La respuesta, generosa y decidida, de aquellos hermanos se convierte en ejemplo de respuesta. A Jesús no se le puede seguir con reticencias y ambigüedades. Ellos dejaron “inmediatamente” las redes; y nosotros hemos de “desenredarnos” de todo lo que nos impida ese seguimiento. Y el subrayado “inmediatamente” es intencionado. El seguimiento ha de hacerse conscientemente pero sin reticencias (Lc 9,57-62), con alegría.
Y será precisamente la experiencia de ese seguimiento, lo aprendido en la compañía de Jesucristo, lo que anunciarán después: “Lo que hemos visto y oído, os lo anunciamos” (1 Jn 1,1-3).
Aquellos hombres fueron los intermediarios entre Jesús y la Iglesia; y hoy la Iglesia, es decir nosotros, debemos ser los intermediarios entre Jesucristo y el mundo.
¿Estamos en condiciones de asumir esa tarea, de ser ese canal de transmisión, ese punto de conexión? Quizá podríamos conseguirlo si, como nos recuerda s. Pablo en la 2ª lectura, en nosotros brillara de forma inequívoca la unidad de sentimiento y pensamiento -“¿Está Cristo dividido?” (1 Co 1,13)-; ¿no hay excesivos maestros y sectarismos?
Acabamos de celebrar el Octavario de oración por la unidad de los cristianos. “Que todos sean uno…, para que el mundo crea”, oró Jesús (Jn 17,21).
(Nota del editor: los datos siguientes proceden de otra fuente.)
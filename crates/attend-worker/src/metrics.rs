//! Prometheus metrics for the attendance engine.

use std::net::{Ipv4Addr, SocketAddr};

use metrics::{counter, gauge, histogram};
use metrics_exporter_prometheus::PrometheusBuilder;

use crate::error::{EngineError, EngineResult};

/// Install the Prometheus exporter, serving `/metrics` on `port`.
///
/// Must be called from within a tokio runtime.
pub fn init_metrics(port: u16) -> EngineResult<()> {
    let addr = SocketAddr::from((Ipv4Addr::UNSPECIFIED, port));
    PrometheusBuilder::new()
        .with_http_listener(addr)
        .install()
        .map_err(|e| EngineError::config(format!("Failed to install Prometheus exporter: {}", e)))
}

/// Metric names as constants for consistency.
pub mod names {
    // Session metrics
    pub const SESSIONS_STARTED_TOTAL: &str = "attend_sessions_started_total";
    pub const SESSIONS_FINISHED_TOTAL: &str = "attend_sessions_finished_total";
    pub const SESSION_ACTIVE: &str = "attend_session_active";

    // Capture metrics
    pub const FRAMES_TOTAL: &str = "attend_frames_total";
    pub const FRAME_READ_FAILURES_TOTAL: &str = "attend_frame_read_failures_total";
    pub const PREVIEW_FPS: &str = "attend_preview_fps";

    // Recognition metrics
    pub const DETECTIONS_TOTAL: &str = "attend_detections_total";
    pub const FACES_DETECTED_TOTAL: &str = "attend_faces_detected_total";
    pub const DETECTION_FAILURES_TOTAL: &str = "attend_detection_failures_total";
    pub const DETECTION_DURATION_SECONDS: &str = "attend_detection_duration_seconds";
    pub const IDENTIFICATIONS_TOTAL: &str = "attend_identifications_total";

    // Attendance metrics
    pub const VOTES_TOTAL: &str = "attend_votes_total";
    pub const CONFIRMATIONS_TOTAL: &str = "attend_confirmations_total";
    pub const COMMIT_FAILURES_TOTAL: &str = "attend_commit_failures_total";
}

/// Record a session start.
pub fn record_session_started() {
    counter!(names::SESSIONS_STARTED_TOTAL).increment(1);
    gauge!(names::SESSION_ACTIVE).set(1.0);
}

/// Record a session end with its outcome (`completed` or `failed`).
pub fn record_session_finished(outcome: &str) {
    let labels = [("outcome", outcome.to_string())];
    counter!(names::SESSIONS_FINISHED_TOTAL, &labels).increment(1);
    gauge!(names::SESSION_ACTIVE).set(0.0);
}

/// Record a captured frame and the current smoothed rate.
pub fn record_frame(fps: f64) {
    counter!(names::FRAMES_TOTAL).increment(1);
    gauge!(names::PREVIEW_FPS).set(fps);
}

pub fn record_read_failure() {
    counter!(names::FRAME_READ_FAILURES_TOTAL).increment(1);
}

/// Record a detection pass.
pub fn record_detection(faces: usize, duration_secs: f64) {
    counter!(names::DETECTIONS_TOTAL).increment(1);
    counter!(names::FACES_DETECTED_TOTAL).increment(faces as u64);
    histogram!(names::DETECTION_DURATION_SECONDS).record(duration_secs);
}

pub fn record_detection_failure() {
    counter!(names::DETECTION_FAILURES_TOTAL).increment(1);
}

/// Record an identification outcome (`accepted`, `rejected` or `unmapped`).
pub fn record_identification(outcome: &str) {
    let labels = [("outcome", outcome.to_string())];
    counter!(names::IDENTIFICATIONS_TOTAL, &labels).increment(1);
}

pub fn record_vote() {
    counter!(names::VOTES_TOTAL).increment(1);
}

pub fn record_confirmation() {
    counter!(names::CONFIRMATIONS_TOTAL).increment(1);
}

pub fn record_commit_failure() {
    counter!(names::COMMIT_FAILURES_TOTAL).increment(1);
}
Pero esa unidad no significa la uniformidad empobrecedora y monótona, sino saber vivir en un sano pluralismo, sin descalificaciones partidistas, buscando todos, con la mejor voluntad y rectitud de intención, la verdad en el amor, “creciendo hasta Aquél que es la cabeza, Cristo, de quien todo el cuerpo toma cohesión” (Ef 4,15-16).
REFLEXIÓN PERSONAL
.- ¿Con qué responsabilidad y generosidad asumo mi tarea evangelizadora?
.- ¿Soy constructor de unidad y comunión en la comunidad eclesial y en la vida?
.- ¿Con qué radicalidad sigo al Señor?
Domingo J. Montero Carrión, franciscano capuchino.